* EXERCISE INSTRUCTIONS *
Copy each line of the material beneath that holds the word "logic".

* DATA FOR THE TASK *

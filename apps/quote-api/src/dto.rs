//! Request/response bodies that exist only on the HTTP surface.

use printwise_core::{FinishingId, PriceQuote, ProductFormat, QuoteDetails, QuoteStatus};
use serde::{Deserialize, Serialize};

/// Price preview, with amounts as decimal strings and in display form.
#[derive(Debug, Serialize)]
pub struct PreviewResponse {
    pub unit_price: String,
    pub total_price: String,
    pub formatted_unit_price: String,
    pub formatted_total_price: String,
    pub finishing_ids: Vec<FinishingId>,
}

impl From<PriceQuote> for PreviewResponse {
    fn from(quote: PriceQuote) -> Self {
        PreviewResponse {
            unit_price: quote.unit_price.to_string(),
            total_price: quote.total_price.to_string(),
            formatted_unit_price: quote.unit_price.format_eur(),
            formatted_total_price: quote.total_price.format_eur(),
            finishing_ids: quote.finishing_ids,
        }
    }
}

/// A quote as staff see it: details plus the link to send the client.
#[derive(Debug, Serialize)]
pub struct StaffQuoteResponse {
    #[serde(flatten)]
    pub details: QuoteDetails,
    pub share_url: String,
}

/// `POST /quotes/reject/{token}` body. The body itself may be omitted.
#[derive(Debug, Default, Deserialize)]
pub struct RejectRequest {
    #[serde(default)]
    pub reason: Option<String>,
}

#[derive(Debug, Deserialize)]
pub struct ListQuotesParams {
    pub status: Option<QuoteStatus>,
}

#[derive(Debug, Deserialize)]
pub struct FinishingsParams {
    pub format: ProductFormat,
}

#[derive(Debug, Serialize)]
pub struct HealthResponse {
    pub status: &'static str,
    pub database: bool,
    pub version: &'static str,
}

#[cfg(test)]
mod tests {
    use super::*;
    use printwise_core::Money;

    #[test]
    fn test_preview_amounts() {
        let response = PreviewResponse::from(PriceQuote {
            unit_price: Money::from_cents(640),
            total_price: Money::from_cents(384_000),
            finishing_ids: vec![FinishingId(2), FinishingId(5)],
        });

        assert_eq!(response.unit_price, "6.40");
        assert_eq!(response.total_price, "3840.00");
        assert_eq!(response.formatted_total_price, "3.840,00 €");

        let json = serde_json::to_value(&response).unwrap();
        assert_eq!(json["finishing_ids"], serde_json::json!([2, 5]));
    }
}
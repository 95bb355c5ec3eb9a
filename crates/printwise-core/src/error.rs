//! # Error Types
//!
//! Domain-specific error types for printwise-core.
//!
//! ## Error Hierarchy
//! ```text
//! ┌─────────────────────────────────────────────────────────────────────────┐
//! │                         Error Types                                     │
//! │                                                                         │
//! │  printwise-core errors (this file)                                     │
//! │  ├── CoreError        - Domain rule failures                           │
//! │  └── ValidationError  - Input validation failures                      │
//! │                                                                         │
//! │  printwise-db errors (separate crate)                                  │
//! │  ├── DbError          - Database operation failures                    │
//! │  └── ServiceError     - CoreError | DbError                            │
//! │                                                                         │
//! │  HTTP errors (quote-api)                                               │
//! │  └── ApiError         - What the caller sees (serialized)              │
//! │                                                                         │
//! │  Flow: ValidationError → CoreError → ServiceError → ApiError           │
//! └─────────────────────────────────────────────────────────────────────────┘
//! ```
//!
//! ## Error Kinds
//! Every `CoreError` maps onto exactly one [`ErrorKind`]. Callers branch on
//! the kind, never on message text.

use rust_decimal::Decimal;
use serde::Serialize;
use thiserror::Error;

use crate::lifecycle::{QuoteAction, QuoteStatus};
use crate::types::{ClientId, FinishingId, ProductId};

// =============================================================================
// Error Kind
// =============================================================================

/// The four failure categories of the quoting workflow.
#[derive(Debug, Clone, Copy, PartialEq, Eq, Serialize)]
#[serde(rename_all = "SCREAMING_SNAKE_CASE")]
pub enum ErrorKind {
    /// Client, product, finishing or quote absent.
    NotFound,
    /// Missing or invalid input, duplicate waste record.
    Validation,
    /// Waste above threshold without a justification.
    JustificationRequired,
    /// Lifecycle action attempted from a state that does not permit it.
    InvalidStateTransition,
}

// =============================================================================
// Core Error
// =============================================================================

/// Core business logic errors.
#[derive(Debug, Error)]
pub enum CoreError {
    /// Product id does not resolve in the catalog.
    #[error("Product not found: {0}")]
    ProductNotFound(ProductId),

    /// Finishing id does not resolve in the catalog.
    #[error("Finishing not found: {0}")]
    FinishingNotFound(FinishingId),

    /// Client id does not resolve.
    #[error("Client not found: {0}")]
    ClientNotFound(ClientId),

    /// Quote cannot be found (by id or by token).
    ///
    /// ## When This Occurs
    /// - Unknown quote id
    /// - Unknown, malformed or expired capability token
    #[error("Quote not found: {0}")]
    QuoteNotFound(String),

    /// Large-format width or height is not strictly positive.
    #[error("Invalid dimensions: {width} x {height} cm")]
    InvalidDimensions { width: Decimal, height: Decimal },

    /// Lifecycle action not permitted from the current status.
    ///
    /// ## When This Occurs
    /// ```text
    /// approve(token)  on approved/rejected/completed
    /// reject(token)   on approved/rejected/completed
    /// reconcile(id)   on pending/rejected
    /// revise(id)      on anything but pending
    /// ```
    #[error("Cannot {action} a quote that is {from}")]
    InvalidStateTransition {
        from: QuoteStatus,
        action: QuoteAction,
    },

    /// Waste percentage is above the policy threshold and no justification
    /// was supplied. Nothing is persisted.
    #[error("Waste of {waste_percentage}% exceeds the {threshold}% threshold; a justification is required")]
    JustificationRequired {
        waste_percentage: Decimal,
        threshold: Decimal,
    },

    /// Validation error (wraps ValidationError).
    #[error("Validation error: {0}")]
    Validation(#[from] ValidationError),
}

impl CoreError {
    /// Returns the category this error belongs to.
    pub fn kind(&self) -> ErrorKind {
        match self {
            CoreError::ClientNotFound(_)
            | CoreError::ProductNotFound(_)
            | CoreError::FinishingNotFound(_)
            | CoreError::QuoteNotFound(_) => ErrorKind::NotFound,
            CoreError::InvalidDimensions { .. } | CoreError::Validation(_) => {
                ErrorKind::Validation
            }
            CoreError::JustificationRequired { .. } => ErrorKind::JustificationRequired,
            CoreError::InvalidStateTransition { .. } => ErrorKind::InvalidStateTransition,
        }
    }
}

// =============================================================================
// Validation Error
// =============================================================================

/// Input validation errors.
///
/// These errors occur when input doesn't meet requirements.
/// Used for early validation before business logic runs.
#[derive(Debug, Error)]
pub enum ValidationError {
    /// A required field is missing or empty.
    #[error("{field} is required")]
    Required { field: String },

    /// Field value is too long.
    #[error("{field} must be at most {max} characters")]
    TooLong { field: String, max: usize },

    /// Numeric value is out of range.
    #[error("{field} must be between {min} and {max}")]
    OutOfRange { field: String, min: i64, max: i64 },

    /// Value must be positive.
    #[error("{field} must be positive")]
    MustBePositive { field: String },

    /// Value must not be negative.
    #[error("{field} must not be negative")]
    MustNotBeNegative { field: String },

    /// Invalid format (e.g. product format does not match the job).
    #[error("{field} has invalid format: {reason}")]
    InvalidFormat { field: String, reason: String },

    /// Value is not in allowed set.
    #[error("{field} must be one of: {allowed:?}")]
    NotAllowed { field: String, allowed: Vec<String> },

    /// Duplicate value (e.g. second waste record for a quote).
    #[error("{field} '{value}' already exists")]
    Duplicate { field: String, value: String },
}

// =============================================================================
// Result Type Alias
// =============================================================================

/// Convenience type alias for Results with CoreError.
pub type CoreResult<T> = Result<T, CoreError>;

// =============================================================================
// Unit Tests
// =============================================================================
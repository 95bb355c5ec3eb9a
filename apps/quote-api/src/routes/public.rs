//! Token-gated routes the client opens from the share link.
//!
//! A wrong, malformed or expired token is always a plain 404.

use axum::body::Bytes;
use axum::extract::{Path, State};
use axum::routing::{get, post};
use axum::{Json, Router};
use printwise_core::{PublicQuoteView, Quote};

use crate::context::PublicContext;
use crate::dto::RejectRequest;
use crate::error::{ApiError, ApiResult};
use crate::AppState;

pub fn router() -> Router<AppState> {
    Router::new()
        .route("/quotes/view/{token}", get(view_quote))
        .route("/quotes/approve/{token}", post(approve_quote))
        .route("/quotes/reject/{token}", post(reject_quote))
}

pub async fn view_quote(
    State(state): State<AppState>,
    PublicContext(ctx): PublicContext,
    Path(token): Path<String>,
) -> ApiResult<Json<PublicQuoteView>> {
    Ok(Json(state.service.view_by_token(&ctx, &token).await?))
}

pub async fn approve_quote(
    State(state): State<AppState>,
    PublicContext(ctx): PublicContext,
    Path(token): Path<String>,
) -> ApiResult<Json<Quote>> {
    Ok(Json(state.service.approve(&ctx, &token).await?))
}

pub async fn reject_quote(
    State(state): State<AppState>,
    PublicContext(ctx): PublicContext,
    Path(token): Path<String>,
    body: Bytes,
) -> ApiResult<Json<Quote>> {
    let request: RejectRequest = if body.iter().all(u8::is_ascii_whitespace) {
        RejectRequest::default()
    } else {
        serde_json::from_slice(&body).map_err(|e| ApiError::validation(e.to_string()))?
    };

    let quote = state
        .service
        .reject(&ctx, &token, request.reason.as_deref())
        .await?;
    Ok(Json(quote))
}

* OUTPUT *
/// Core business logic errors.
/// Used for early validation before business logic runs.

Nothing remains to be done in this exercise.